**Task details:** For the material that follows, return exactly the lines from the one with "pub struct DashboardStats" through the one with "if let Some(course)", both ends included.

**Material to process:**
====
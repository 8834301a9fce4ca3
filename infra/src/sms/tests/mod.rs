//! Unit tests for SMS module

mod create_service_tests;
#[cfg(feature = "twilio-sms")]
mod twilio_tests;
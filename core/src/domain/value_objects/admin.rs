//! Authenticated administrator identity.

use serde::{Deserialize, Serialize};

/// Administrator on whose behalf an admin operation runs
///
/// Passed explicitly into every admin-facing service call.
#[derive(Debug, Clone, PartialEq, Eq, Serialize, Deserialize)]
pub struct AdminContext {
    /// Subject of the verified admin credential
    pub admin_id: String,

    pub email: Option<String>,
}

impl AdminContext {
    pub fn new(admin_id: impl Into<String>, email: Option<String>) -> Self {
        Self {
            admin_id: admin_id.into(),
            email,
        }
    }
}

/// Claims carried by an admin JWT
#[derive(Debug, Clone, PartialEq, Eq, Serialize, Deserialize)]
pub struct AdminClaims {
    /// Admin identifier
    pub sub: String,

    #[serde(default, skip_serializing_if = "Option::is_none")]
    pub email: Option<String>,

    pub iss: String,
    pub aud: String,

    /// Expiration time (as UTC timestamp)
    pub exp: i64,

    /// Issued at (as UTC timestamp)
    pub iat: i64,
}

impl From<AdminClaims> for AdminContext {
    fn from(claims: AdminClaims) -> Self {
        AdminContext {
            admin_id: claims.sub,
            email: claims.email,
        }
    }
}
//! Unit tests for batch token issuance

use chrono::Duration;
use uuid::Uuid;

use crate::domain::entities::access_token::{DeliveryChannel, ExpiryOption, TokenStatus};
use crate::domain::value_objects::issuance::{
    ChannelStatus, IssuanceItem, IssueRequest, RecipientOverride,
};
use crate::errors::{DomainError, ErrorKind};
use crate::repositories::TokenRepository;
use crate::services::notification::tests::mocks::RecordingEmailSender;
use crate::services::token::TokenServiceConfig;

use super::fixtures::{admin, harness, harness_with, start};

#[tokio::test]
async fn test_issue_creates_active_tokens_with_summary() {
    let h = harness();
    let ids = vec![h.students[0].id.to_string(), h.students[1].id.to_string()];

    let report = h
        .issuer
        .issue(
            &admin(),
            IssueRequest::new(ids)
                .with_semester(4)
                .with_expiry(ExpiryOption::Hours72),
        )
        .await
        .unwrap();

    assert_eq!(report.summary.total, 2);
    assert_eq!(report.summary.successful, 2);
    assert_eq!(report.created, 2);

    let views: Vec<_> = report.tokens().collect();
    assert_eq!(views[0].student.as_ref().unwrap().full_name, "Asha Verma");
    assert_eq!(views[1].student.as_ref().unwrap().urn, 2102);
    for view in &views {
        assert_eq!(view.status, TokenStatus::Active);
        assert_eq!(view.semester, 4);
        assert_eq!(view.delivery_channel, DeliveryChannel::Email);
        assert_eq!(view.expires_at, start() + Duration::hours(72));
        assert_eq!(view.value.len(), 32);
        assert!(view.value.chars().all(|c| c.is_ascii_hexdigit()));
        assert!(view.used_at.is_none());
    }
    assert_ne!(views[0].value, views[1].value);
    assert_eq!(h.tokens.len().await, 2);
    // Delivery was not requested
    assert!(h.email.sent().is_empty());
}

#[tokio::test]
async fn test_invalid_and_unknown_ids_are_reported_per_item() {
    let h = harness();
    let ids = vec![
        h.students[0].id.to_string(),
        "not-a-uuid".to_string(),
        h.students[2].id.to_string(),
        Uuid::new_v4().to_string(),
    ];

    let report = h.issuer.issue(&admin(), IssueRequest::new(ids)).await.unwrap();

    assert_eq!(report.summary.total, 4);
    assert_eq!(report.created, 2);
    assert_eq!(report.summary.failed, 2);
    match &report.items[1] {
        IssuanceItem::Failed { student_id, error } => {
            assert_eq!(student_id, "not-a-uuid");
            assert_eq!(error.code, "INVALID_FORMAT");
        }
        other => panic!("expected failure, got {:?}", other),
    }
    match &report.items[3] {
        IssuanceItem::Failed { error, .. } => assert_eq!(error.code, "STUDENT_NOT_FOUND"),
        other => panic!("expected failure, got {:?}", other),
    }
    assert_eq!(h.tokens.len().await, 2);
}

#[tokio::test]
async fn test_three_students_one_invalid_yields_two_tokens() {
    let h = harness();
    let ids = vec![
        h.students[0].id.to_string(),
        h.students[1].id.to_string(),
        "64f1c2e9a7b3".to_string(),
    ];

    let report = h.issuer.issue(&admin(), IssueRequest::new(ids)).await.unwrap();

    assert_eq!(report.created, 2);
    assert_eq!(report.summary.successful, 2);
    assert_eq!(report.summary.failed, 1);
}

#[tokio::test]
async fn test_empty_batch_and_zero_semester_are_rejected() {
    let h = harness();

    let err = h.issuer.issue(&admin(), IssueRequest::new(vec![])).await.unwrap_err();
    assert_eq!(err.kind(), ErrorKind::Validation);

    let err = h
        .issuer
        .issue(
            &admin(),
            IssueRequest::new(vec![h.students[0].id.to_string()]).with_semester(0),
        )
        .await
        .unwrap_err();
    assert!(matches!(err, DomainError::ValidationErr(_)));
    assert!(h.tokens.is_empty().await);
}

#[tokio::test]
async fn test_delivery_sends_guardian_url() {
    let h = harness();
    let asha = &h.students[0];
    let request = IssueRequest::new(vec![asha.id.to_string()])
        .with_channel(DeliveryChannel::Both)
        .delivering(vec![RecipientOverride {
            student_id: asha.id.to_string(),
            email: Some("parent@example.com".to_string()),
            phone: None,
        }]);

    let report = h.issuer.issue(&admin(), request).await.unwrap();

    let IssuanceItem::Created { token, guardian_url, delivery } = &report.items[0] else {
        panic!("expected created item");
    };
    assert_eq!(
        guardian_url,
        &format!("http://localhost:5173/guardian?token={}", token.value)
    );
    assert_eq!(delivery.email, ChannelStatus::Sent);
    assert_eq!(delivery.sms, ChannelStatus::Sent);

    let mail = h.email.sent();
    assert_eq!(mail[0].to, "parent@example.com");
    assert_eq!(mail[0].subject, "Academic Update for Asha Verma");
    assert!(mail[0].text_body.contains(guardian_url.as_str()));
    assert!(h.sms.sent()[0].1.contains(guardian_url.as_str()));
}

#[tokio::test]
async fn test_delivery_failure_keeps_token_active() {
    let h = harness_with(RecordingEmailSender::failing(), TokenServiceConfig::default());
    let request = IssueRequest::new(vec![h.students[0].id.to_string()]).delivering(vec![]);

    let report = h.issuer.issue(&admin(), request).await.unwrap();

    assert_eq!(report.created, 1);
    assert_eq!(report.summary.failed, 1);
    let IssuanceItem::Created { token, delivery, .. } = &report.items[0] else {
        panic!("expected created item");
    };
    assert_eq!(delivery.email, ChannelStatus::Failed);
    assert_eq!(delivery.errors[0].code, "DELIVERY_FAILED");

    let stored = h.tokens.find_by_id(token.id).await.unwrap().unwrap();
    assert_eq!(stored.status, TokenStatus::Active);
}

#[test]
fn test_expiry_resolution_modes() {
    let lenient = TokenServiceConfig::default();
    assert_eq!(lenient.resolve_expiry(None).unwrap(), ExpiryOption::Hours24);
    assert_eq!(lenient.resolve_expiry(Some("7 days")).unwrap(), ExpiryOption::Days7);
    assert_eq!(lenient.resolve_expiry(Some("3 weeks")).unwrap(), ExpiryOption::Hours24);

    let strict = TokenServiceConfig {
        strict_expiry: true,
        ..TokenServiceConfig::default()
    };
    assert!(strict.resolve_expiry(Some("3 weeks")).is_err());
    assert_eq!(strict.resolve_expiry(Some("")).unwrap(), ExpiryOption::Hours24);
}
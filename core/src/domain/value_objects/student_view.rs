//! Read models built from student records for admins and guardians.

use std::collections::HashMap;

use chrono::{DateTime, Utc};
use serde::{Deserialize, Serialize};
use uuid::Uuid;

use crate::domain::entities::access_token::DeliveryChannel;
use crate::domain::entities::student::{PerformanceStatus, Student, SubjectPerformance};
use crate::domain::entities::subject::{Subject, SubjectType};

/// Minimal student identity joined onto token listings and issuance results
#[derive(Debug, Clone, PartialEq, Eq, Serialize, Deserialize)]
#[serde(rename_all = "camelCase")]
pub struct StudentSummary {
    pub id: Uuid,
    pub full_name: String,
    pub urn: i64,
    pub crn: i64,
    pub course: String,
    pub branch: Option<String>,
}

impl From<&Student> for StudentSummary {
    fn from(student: &Student) -> Self {
        Self {
            id: student.id,
            full_name: student.full_name.clone(),
            urn: student.urn,
            crn: student.crn,
            course: student.course.clone(),
            branch: student.branch.clone(),
        }
    }
}

/// Subject fields shown next to a result
#[derive(Debug, Clone, PartialEq, Serialize, Deserialize)]
#[serde(rename_all = "camelCase")]
pub struct SubjectInfo {
    pub title: String,
    pub code: String,
    pub subject_type: SubjectType,
    pub credits: f64,
    pub max_internal_marks: u32,
    pub max_external_marks: u32,
    pub max_total_marks: u32,
}

impl From<&Subject> for SubjectInfo {
    fn from(subject: &Subject) -> Self {
        Self {
            title: subject.title.clone(),
            code: subject.code.clone(),
            subject_type: subject.subject_type,
            credits: subject.credits,
            max_internal_marks: subject.max_internal_marks,
            max_external_marks: subject.max_external_marks,
            max_total_marks: subject.max_total_marks,
        }
    }
}

/// A subject result with its catalogue entry resolved
#[derive(Debug, Clone, PartialEq, Serialize, Deserialize)]
#[serde(rename_all = "camelCase")]
pub struct SubjectResult {
    pub subject_id: Uuid,

    /// `None` when the subject was removed from the catalogue
    pub subject: Option<SubjectInfo>,

    pub internal_marks: u32,
    pub external_marks: u32,
    pub total_marks: u32,
    pub internal_detained: bool,
    pub external_detained: bool,
    pub status: PerformanceStatus,
}

impl SubjectResult {
    fn resolve(performance: &SubjectPerformance, catalogue: &HashMap<Uuid, Subject>) -> Self {
        Self {
            subject_id: performance.subject_id,
            subject: catalogue.get(&performance.subject_id).map(SubjectInfo::from),
            internal_marks: performance.internal_marks,
            external_marks: performance.external_marks,
            total_marks: performance.total_marks(),
            internal_detained: performance.internal_detained,
            external_detained: performance.external_detained,
            status: performance.status(),
        }
    }
}

#[derive(Debug, Clone, PartialEq, Serialize, Deserialize)]
#[serde(rename_all = "camelCase")]
pub struct SemesterView {
    pub semester_number: u32,
    pub sgpa: f64,
    pub subjects: Vec<SubjectResult>,
}

/// Full academic record with subject details resolved
///
/// Guardian contact details are deliberately not part of this view.
#[derive(Debug, Clone, PartialEq, Serialize, Deserialize)]
#[serde(rename_all = "camelCase")]
pub struct StudentRecord {
    pub id: Uuid,
    pub full_name: String,
    pub urn: i64,
    pub crn: i64,
    pub course: String,
    pub branch: Option<String>,
    pub admission_year: i32,
    pub graduation_year: i32,
    pub cgpa: f64,
    pub semesters: Vec<SemesterView>,
}

impl StudentRecord {
    /// Build the record, looking subjects up in `catalogue`
    pub fn resolve(student: &Student, catalogue: &HashMap<Uuid, Subject>) -> Self {
        let semesters = student
            .semesters
            .iter()
            .map(|semester| SemesterView {
                semester_number: semester.semester_number,
                sgpa: semester.sgpa,
                subjects: semester
                    .subjects
                    .iter()
                    .map(|p| SubjectResult::resolve(p, catalogue))
                    .collect(),
            })
            .collect();

        Self {
            id: student.id,
            full_name: student.full_name.clone(),
            urn: student.urn,
            crn: student.crn,
            course: student.course.clone(),
            branch: student.branch.clone(),
            admission_year: student.admission_year,
            graduation_year: student.graduation_year,
            cgpa: student.cgpa(),
            semesters,
        }
    }
}

/// What a guardian receives after a successful token validation
#[derive(Debug, Clone, PartialEq, Serialize, Deserialize)]
#[serde(rename_all = "camelCase")]
pub struct GuardianReport {
    pub student: StudentRecord,

    /// Semester the notification was about
    pub semester: u32,

    pub delivery_channel: DeliveryChannel,

    /// When the token was consumed
    pub accessed_at: DateTime<Utc>,
}

/// Number of students in one branch
#[derive(Debug, Clone, PartialEq, Eq, Serialize, Deserialize)]
#[serde(rename_all = "camelCase")]
pub struct BranchShare {
    /// Acronym, e.g. "CSE"
    pub branch: String,
    pub full_name: String,
    pub students: usize,
}

/// Aggregate figures for the admin dashboard
#[derive(Debug, Clone, PartialEq, Serialize, Deserialize)]
#[serde(rename_all = "camelCase")]
pub struct DashboardStats {
    pub total_students: usize,
    pub detained_students: usize,
    pub courses_offered: usize,

    /// Average CGPA over students with a CGPA above zero, two decimals
    #[serde(rename = "avgCGPA")]
    pub avg_cgpa: String,

    /// Sorted by student count, largest first
    pub branch_distribution: Vec<BranchShare>,
}

/// Student listing filter
#[derive(Debug, Clone, Default, PartialEq, Eq, Serialize, Deserialize)]
pub struct StudentFilter {
    /// Exact course; "All" or empty means no filter
    pub course: Option<String>,

    /// Case-insensitive match on name or branch; numeric text also matches URN or CRN
    pub search: Option<String>,
}

impl StudentFilter {
    pub fn course(&self) -> Option<&str> {
        self.course
            .as_deref()
            .map(str::trim)
            .filter(|c| !c.is_empty() && !c.eq_ignore_ascii_case("all"))
    }

    pub fn search(&self) -> Option<&str> {
        self.search.as_deref().map(str::trim).filter(|s| !s.is_empty())
    }

    pub fn matches(&self, student: &Student) -> bool {
        if let Some(course) = self.course() {
            if student.course != course {
                return false;
            }
        }
        let Some(query) = self.search() else {
            return true;
        };
        let needle = query.to_lowercase();
        if student.full_name.to_lowercase().contains(&needle) {
            return true;
        }
        if let Some(branch) = &student.branch {
            if branch.to_lowercase().contains(&needle) {
                return true;
            }
        }
        match query.parse::<i64>() {
            Ok(number) => student.urn == number || student.crn == number,
            Err(_) => false,
        }
    }
}

/// A record rejected during import
#[derive(Debug, Clone, PartialEq, Eq, Serialize, Deserialize)]
pub struct ImportFailure {
    pub urn: i64,
    pub error: super::issuance::ItemError,
}

/// Result of a bulk student import
#[derive(Debug, Clone, PartialEq, Eq, Serialize, Deserialize)]
pub struct ImportReport {
    pub summary: gp_shared::BatchSummary,
    pub failures: Vec<ImportFailure>,
}
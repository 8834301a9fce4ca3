mod student_tests;
//! Guardian notification content

use super::traits::EmailMessage;

/// Email announcing a new report, with plain text and HTML bodies
pub fn guardian_email(to: &str, student_name: &str, semester: u32, url: &str) -> EmailMessage {
    let text_body = format!(
        "Dear Guardian,\n\nA new semester {} report is available for {}.\nView it here: {}\n\n\
         The link works once and expires automatically.",
        semester, student_name, url
    );

    let name = escape_html(student_name);
    let href = escape_html(url);
    let html_body = format!(
        r#"<!doctype html>
<html>
  <head><meta charset="UTF-8" /><title>Academic Update</title></head>
  <body style="margin: 0; padding: 40px 20px; background-color: #f8fafc; font-family: 'Segoe UI', Tahoma, sans-serif;">
    <table width="100%" style="max-width: 480px; margin: 0 auto; background: #ffffff; border-radius: 12px;">
      <tr><td style="background: #0ea5e9; padding: 24px; text-align: center;">
        <h1 style="margin: 0; color: #ffffff; font-size: 24px;">Academic Update</h1>
      </td></tr>
      <tr><td style="padding: 32px 28px; color: #334155;">
        <p>Dear Guardian,</p>
        <p>A new semester {semester} report is available for <strong>{name}</strong>.</p>
        <p style="text-align: center;">
          <a href="{href}" style="display: inline-block; padding: 12px 24px; background-color: #0ea5e9; color: #ffffff; text-decoration: none; border-radius: 6px;">View Report</a>
        </p>
        <p style="color: #64748b; font-size: 13px; text-align: center;">
          This link can be opened once and expires automatically. If you have any questions, please contact the administration.
        </p>
      </td></tr>
    </table>
  </body>
</html>"#
    );

    EmailMessage {
        to: to.to_string(),
        subject: format!("Academic Update for {}", student_name),
        text_body,
        html_body,
    }
}

/// Short SMS body carrying the report link
pub fn guardian_sms(student_name: &str, semester: u32, url: &str) -> String {
    format!(
        "Semester {} report for {} is ready. View once: {}",
        semester, student_name, url
    )
}

fn escape_html(input: &str) -> String {
    let mut out = String::with_capacity(input.len());
    for c in input.chars() {
        match c {
            '&' => out.push_str("&amp;"),
            '<' => out.push_str("&lt;"),
            '>' => out.push_str("&gt;"),
            '"' => out.push_str("&quot;"),
            '\'' => out.push_str("&#39;"),
            _ => out.push(c),
        }
    }
    out
}
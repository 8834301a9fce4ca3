//! Student academic record entity.

use chrono::{DateTime, Utc};
use serde::{Deserialize, Serialize};
use uuid::Uuid;

use crate::domain::entities::subject::Subject;
use crate::errors::ValidationError;

/// Highest grade point on the university scale
pub const MAX_GRADE_POINT: f64 = 10.0;

/// Earliest admission year accepted for a record
pub const MIN_ADMISSION_YEAR: i32 = 2000;

/// Outcome of a subject for one semester
#[derive(Debug, Clone, Copy, PartialEq, Eq, Serialize, Deserialize)]
pub enum PerformanceStatus {
    Pass,
    Detained,
}

/// Marks obtained by a student in one subject
#[derive(Debug, Clone, PartialEq, Serialize, Deserialize)]
#[serde(rename_all = "camelCase")]
pub struct SubjectPerformance {
    /// Reference to the subject catalogue entry
    pub subject_id: Uuid,

    #[serde(default)]
    pub internal_marks: u32,

    #[serde(default)]
    pub external_marks: u32,

    #[serde(default)]
    pub internal_detained: bool,

    #[serde(default)]
    pub external_detained: bool,
}

impl SubjectPerformance {
    pub fn total_marks(&self) -> u32 {
        self.internal_marks.saturating_add(self.external_marks)
    }

    /// Check the marks fit within the subject's marking scheme
    pub fn validate_against(&self, subject: &Subject) -> Result<(), ValidationError> {
        let bounds = [
            ("internalMarks", self.internal_marks, subject.max_internal_marks),
            ("externalMarks", self.external_marks, subject.max_external_marks),
        ];
        for (field, marks, max) in bounds {
            if marks > max {
                return Err(ValidationError::OutOfRange {
                    field: format!("{} ({})", field, subject.code),
                    min: "0".to_string(),
                    max: max.to_string(),
                });
            }
        }
        Ok(())
    }

    /// Detained when either component is detained
    pub fn status(&self) -> PerformanceStatus {
        if self.internal_detained || self.external_detained {
            PerformanceStatus::Detained
        } else {
            PerformanceStatus::Pass
        }
    }
}

/// One semester of results
#[derive(Debug, Clone, PartialEq, Serialize, Deserialize)]
#[serde(rename_all = "camelCase")]
pub struct SemesterRecord {
    pub semester_number: u32,

    #[serde(default)]
    pub sgpa: f64,

    #[serde(default)]
    pub subjects: Vec<SubjectPerformance>,
}

/// Student with nested semester and subject performance
#[derive(Debug, Clone, PartialEq, Serialize, Deserialize)]
#[serde(rename_all = "camelCase")]
pub struct Student {
    pub id: Uuid,
    pub full_name: String,

    /// University registration number, unique per student
    pub urn: i64,

    /// College roll number
    pub crn: i64,

    pub course: String,
    pub branch: Option<String>,
    pub admission_year: i32,
    pub graduation_year: i32,

    /// Stored guardian contacts, used when a send request carries none
    pub guardian_email: Option<String>,
    pub guardian_phone: Option<String>,

    pub semesters: Vec<SemesterRecord>,
    pub created_at: DateTime<Utc>,
    pub updated_at: DateTime<Utc>,
}

impl Student {
    /// Creates a student record without any semester results
    pub fn new(
        full_name: impl Into<String>,
        urn: i64,
        crn: i64,
        course: impl Into<String>,
        branch: Option<String>,
        admission_year: i32,
        graduation_year: i32,
    ) -> Self {
        let now = Utc::now();
        Self {
            id: Uuid::new_v4(),
            full_name: full_name.into().trim().to_string(),
            urn,
            crn,
            course: course.into(),
            branch,
            admission_year,
            graduation_year,
            guardian_email: None,
            guardian_phone: None,
            semesters: Vec::new(),
            created_at: now,
            updated_at: now,
        }
    }

    /// Mean of the semester SGPAs, rounded to two decimals; 0 without semesters
    pub fn cgpa(&self) -> f64 {
        if self.semesters.is_empty() {
            return 0.0;
        }
        let total: f64 = self.semesters.iter().map(|s| s.sgpa).sum();
        round2(total / self.semesters.len() as f64)
    }

    /// True if any subject in any semester is detained
    pub fn is_detained(&self) -> bool {
        self.semesters
            .iter()
            .flat_map(|s| s.subjects.iter())
            .any(|p| p.status() == PerformanceStatus::Detained)
    }

    pub fn semester(&self, number: u32) -> Option<&SemesterRecord> {
        self.semesters.iter().find(|s| s.semester_number == number)
    }

    /// Check record consistency before it is stored
    pub fn validate(&self) -> Result<(), ValidationError> {
        if self.full_name.trim().is_empty() {
            return Err(ValidationError::RequiredField {
                field: "fullName".to_string(),
            });
        }
        if self.course.trim().is_empty() {
            return Err(ValidationError::RequiredField {
                field: "course".to_string(),
            });
        }
        if self.admission_year < MIN_ADMISSION_YEAR {
            return Err(ValidationError::OutOfRange {
                field: "admissionYear".to_string(),
                min: MIN_ADMISSION_YEAR.to_string(),
                max: "-".to_string(),
            });
        }
        if self.graduation_year <= self.admission_year {
            return Err(ValidationError::BusinessRuleViolation {
                rule: "Graduation year must be greater than admission year".to_string(),
            });
        }
        for semester in &self.semesters {
            if semester.semester_number == 0 {
                return Err(ValidationError::OutOfRange {
                    field: "semesterNumber".to_string(),
                    min: "1".to_string(),
                    max: "-".to_string(),
                });
            }
            if !(0.0..=MAX_GRADE_POINT).contains(&semester.sgpa) {
                return Err(ValidationError::OutOfRange {
                    field: "sgpa".to_string(),
                    min: "0".to_string(),
                    max: MAX_GRADE_POINT.to_string(),
                });
            }
        }
        Ok(())
    }
}

/// Acronym of a branch name built from the first letter of each word
///
/// "Computer Science Engineering" becomes "CSE".
pub fn branch_acronym(branch: &str) -> String {
    branch
        .split_whitespace()
        .filter_map(|word| word.chars().next())
        .collect()
}

pub(crate) fn round2(value: f64) -> f64 {
    (value * 100.0).round() / 100.0
}
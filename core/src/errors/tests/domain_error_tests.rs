//! Unit tests for error classification

use crate::domain::entities::access_token::TokenStatus;
use crate::errors::{DeliveryError, DomainError, ErrorKind, TokenError, ValidationError};

#[test]
fn test_token_errors_map_to_distinct_kinds() {
    assert_eq!(DomainError::from(TokenError::Unknown).kind(), ErrorKind::NotFound);
    assert_eq!(DomainError::from(TokenError::NotFound).kind(), ErrorKind::NotFound);
    assert_eq!(DomainError::from(TokenError::Gone).kind(), ErrorKind::Gone);
    assert_eq!(
        DomainError::from(TokenError::NotActive { status: TokenStatus::Used }).kind(),
        ErrorKind::InvalidState
    );
    assert_eq!(
        DomainError::from(TokenError::GenerationFailed).kind(),
        ErrorKind::Internal
    );
}

#[test]
fn test_validation_errors_are_validation_kind() {
    let err: DomainError = ValidationError::RequiredField {
        field: "studentIds".to_string(),
    }
    .into();
    assert_eq!(err.kind(), ErrorKind::Validation);
    assert_eq!(err.code(), "REQUIRED_FIELD");
    assert_eq!(err.to_string(), "Field required: studentIds");

    let plain = DomainError::Validation {
        message: "bad".to_string(),
    };
    assert_eq!(plain.kind(), ErrorKind::Validation);
    assert_eq!(plain.code(), "VALIDATION_ERROR");
}

#[test]
fn test_token_messages() {
    assert_eq!(TokenError::Unknown.to_string(), "Invalid or unknown token");
    assert_eq!(
        TokenError::Gone.to_string(),
        "This token has expired or was revoked"
    );
    let not_active = TokenError::NotActive {
        status: TokenStatus::Expired,
    };
    assert!(not_active.to_string().starts_with("Only active tokens can be revoked"));
    assert!(not_active.to_string().contains("Expired"));
}

#[test]
fn test_delivery_error_kind_and_code() {
    let err: DomainError = DeliveryError::Email {
        message: "connection refused".to_string(),
    }
    .into();
    assert_eq!(err.kind(), ErrorKind::Delivery);
    assert_eq!(err.code(), "DELIVERY_FAILED");

    let missing = DeliveryError::MissingContact {
        channel: "email".to_string(),
    };
    assert_eq!(missing.code(), "MISSING_CONTACT");
    assert_eq!(
        missing.to_string(),
        "No guardian email found in request or student record"
    );
}
//! Shared utilities and common types for the Guardian Portal server
//!
//! This crate provides common functionality used across all server modules:
//! - Configuration types
//! - Error response structures
//! - Masking and contact validation helpers
//! - API response wrappers

pub mod config;
pub mod errors;
pub mod types;
pub mod utils;

// Re-export commonly used items at crate root
pub use config::{
    AppConfig, AuthConfig, CorsConfig, DatabaseConfig, Environment, MailConfig, ServerConfig,
    SmsConfig, StorageBackend, StorageConfig, TokenConfig,
};
pub use errors::{error_codes, ErrorResponse};
pub use types::{ApiResponse, BatchSummary};
pub use utils::{mask, validation};
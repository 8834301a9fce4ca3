//! Configuration module with business-specific sub-modules
//!
//! - `auth` - Admin JWT verification settings
//! - `database` - Database connection and storage backend selection
//! - `environment` - Environment detection
//! - `notification` - SMTP and SMS delivery channels
//! - `server` - HTTP server and CORS configuration
//! - `tokens` - Guardian access token issuance settings

pub mod auth;
pub mod database;
pub mod environment;
pub mod notification;
pub mod server;
pub mod tokens;

use serde::{Deserialize, Serialize};

pub use auth::AuthConfig;
pub use database::{DatabaseConfig, StorageBackend, StorageConfig};
pub use environment::Environment;
pub use notification::{MailConfig, SmsConfig};
pub use server::{CorsConfig, ServerConfig};
pub use tokens::TokenConfig;

/// Complete application configuration combining all sub-configurations
#[derive(Debug, Clone, Default, Deserialize, Serialize)]
#[serde(default)]
pub struct AppConfig {
    /// Environment configuration
    pub environment: Environment,

    /// Server configuration
    pub server: ServerConfig,

    /// CORS configuration
    pub cors: CorsConfig,

    /// Database configuration
    pub database: DatabaseConfig,

    /// Persistence backend selection
    pub storage: StorageConfig,

    /// Admin authentication configuration
    pub auth: AuthConfig,

    /// Guardian token configuration
    pub tokens: TokenConfig,

    /// Email delivery configuration
    pub mail: MailConfig,

    /// SMS delivery configuration
    pub sms: SmsConfig,
}

impl AppConfig {
    /// Check whether the loaded configuration is unsafe for production use.
    ///
    /// Returns a list of human readable warnings; empty when the configuration looks sane.
    pub fn production_warnings(&self) -> Vec<String> {
        let mut warnings = Vec::new();
        if !self.environment.is_production() {
            return warnings;
        }
        if self.auth.is_using_default_secret() {
            warnings.push("auth.jwt_secret is still the development default".to_string());
        }
        if self.storage.backend == StorageBackend::Memory {
            warnings.push("storage.backend is 'memory'; tokens will not survive a restart".to_string());
        }
        if self.sms.provider == "mock" || self.mail.provider == "mock" {
            warnings.push("a mock notification provider is configured".to_string());
        }
        warnings
    }
}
====
**Worked solution:**
pub struct DashboardStats {
    pub total_students: usize,
    pub detained_students: usize,
    pub courses_offered: usize,

    /// Average CGPA over students with a CGPA above zero, two decimals
    #[serde(rename = "avgCGPA")]
    pub avg_cgpa: String,

    /// Sorted by student count, largest first
    pub branch_distribution: Vec<BranchShare>,
}

/// Student listing filter
#[derive(Debug, Clone, Default, PartialEq, Eq, Serialize, Deserialize)]
pub struct StudentFilter {
    /// Exact course; "All" or empty means no filter
    pub course: Option<String>,

    /// Case-insensitive match on name or branch; numeric text also matches URN or CRN
    pub search: Option<String>,
}

impl StudentFilter {
    pub fn course(&self) -> Option<&str> {
        self.course
            .as_deref()
            .map(str::trim)
            .filter(|c| !c.is_empty() && !c.eq_ignore_ascii_case("all"))
    }

    pub fn search(&self) -> Option<&str> {
        self.search.as_deref().map(str::trim).filter(|s| !s.is_empty())
    }

    pub fn matches(&self, student: &Student) -> bool {
        if let Some(course) = self.course() {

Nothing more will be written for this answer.